We’ve talked about how ransomware works previously. It should be a concern for all small and medium-sized business owners. But what if you’ve already been infected? Should you just pay the ransomware demands or not?
There are a few different options if you’ve been locked out of your system by ransomware and don’t have a business continuity plan in place:
- Wipe everything and start over again, which isn’t usually a viable option.
- Try to recover the files yourself.
- Pay a security firm to help you figure it out.
- Pay the ransomware demand.
It should not come as a surprise that the FBI recommends not paying. Their concern is for the nation as a whole. When ransomware works and the perpetrators make money, they’ll keep up the attacks. So in an ideal world, nobody would pay the demands and ransomware would stop being an issue.
Unfortunately, we don’t live in an ideal world, we live in the real world. The FBI doesn’t run your business. They don’t have to deal with the delays that come as a result of ransomware. They don’t have to calm upset customers down. They don’t have to worry about how to make payroll when operations have come to a halt.

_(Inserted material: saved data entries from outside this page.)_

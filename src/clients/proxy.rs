use super::check_status;
use crate::config::ProxyConfig;
use crate::error::AppResult;
use crate::models::worker::BulkAssignRequest;
use crate::models::{HashrateResponse, Worker, WorkersResponse};
use reqwest::Client;
use std::time::Duration;
use tracing::debug;

const WORKERS_PAGE_LIMIT: u32 = 100;

/// Client for the mining proxy that owns the workers and their profiles
#[derive(Clone)]
pub struct ProxyClient {
    base_url: String,
    api_key: String,
    algorithm: String,
    client: Client,
}

impl ProxyClient {
    /// Create a new client with a fixed per-request timeout
    pub fn new(config: &ProxyConfig, timeout: Duration) -> AppResult<Self> {
        let client = Client::builder().timeout(timeout).build()?;
        Ok(Self {
            base_url: config.base_url.trim_end_matches('/').to_string(),
            api_key: config.api_key.clone(),
            algorithm: config.algorithm.clone(),
            client,
        })
    }

    /// List every worker for the configured algorithm, following pagination
    pub async fn fetch_all_workers(&self) -> AppResult<Vec<Worker>> {
        let mut all = Vec::new();
        let mut page = 1;

        loop {
            let url = format!(
                "{}/v1/workers?page={}&limit={}&algorithm={}",
                self.base_url, page, WORKERS_PAGE_LIMIT, self.algorithm
            );
            let response = self
                .client
                .get(&url)
                .header("X-API-Key", &self.api_key)
                .send()
                .await?;
            let response = check_status(&url, response).await?;
            let body = response.json::<WorkersResponse>().await?;

            all.extend(body.data);
            if page >= body.pagination.total_pages {
                break;
            }
            page += 1;
        }

        debug!("Fetched {} worker(s) over {} page(s)", all.len(), page);
        Ok(all)
    }

    /// Move the given workers to `profile_id`
    pub async fn bulk_assign_workers(&self, worker_ids: &[String], profile_id: &str) -> AppResult<()> {
        let url = format!("{}/v1/workers/bulk-assign", self.base_url);
        let payload = BulkAssignRequest {
            worker_ids,
            profile_id,
        };
        let response = self
            .client
            .post(&url)
            .header("X-API-Key", &self.api_key)
            .json(&payload)
            .send()
            .await?;
        check_status(&url, response).await?;
        Ok(())
    }

    /// Make `profile_id` the profile new workers land on
    pub async fn set_default_profile(&self, profile_id: &str) -> AppResult<()> {
        let url = format!("{}/v1/profiles/{}/default", self.base_url, profile_id);
        let response = self
            .client
            .post(&url)
            .header("X-API-Key", &self.api_key)
            .send()
            .await?;
        check_status(&url, response).await?;
        Ok(())
    }

    /// 1h average and peak hashrate in H/s; zeros when the proxy has no stats yet
    pub async fn fetch_hashrate(&self) -> AppResult<(f64, f64)> {
        let url = format!(
            "{}/v1/workers/hashrate?algorithm={}&timeRange=1h",
            self.base_url, self.algorithm
        );
        let response = self
            .client
            .get(&url)
            .header("X-API-Key", &self.api_key)
            .send()
            .await?;
        let response = check_status(&url, response).await?;
        let body = response.json::<HashrateResponse>().await?;

        Ok(body
            .stats
            .map(|s| (s.avg_hashrate, s.peak_hashrate))
            .unwrap_or((0.0, 0.0)))
    }
}
//! Domain models for the profit switcher.
//!
//! Snapshots are what the history store keeps; the remaining types are
//! handed between the REST clients, the aggregator and the renderers.

pub mod profitability;
pub mod snapshot;
pub mod worker;

// Re-export all models for convenient access
pub use profitability::{CoinProfitability, RateTable};
pub use snapshot::{CoinAverage, MinedAverage, Snapshot};
pub use worker::{HashrateResponse, HashrateStats, Pagination, Worker, WorkersResponse};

Ransomware has a real effect on your business!
If your business needs to recover quickly, pay the ransom. But by no means should you then consider the problem solved.
Even after you’ve paid and you’re back up and running, the ransomware software is still on your system. Nothing can stop the perpetrators from locking you out again and demanding more money. After all, they got money from you last time, so why not try for more money?
Once you’ve paid the ransom, immediately call an IT service provider in. Work with them to invest in a business continuity solution. That way, any future issues—including ransomware—will only have a limited effect. You’ll be able to recover your data and get everything back up and running quickly with a business continuity solution.
The less time you spend down, the better. Pay the ransom the first time if you need to, but then work with your IT provider so it doesn’t happen again.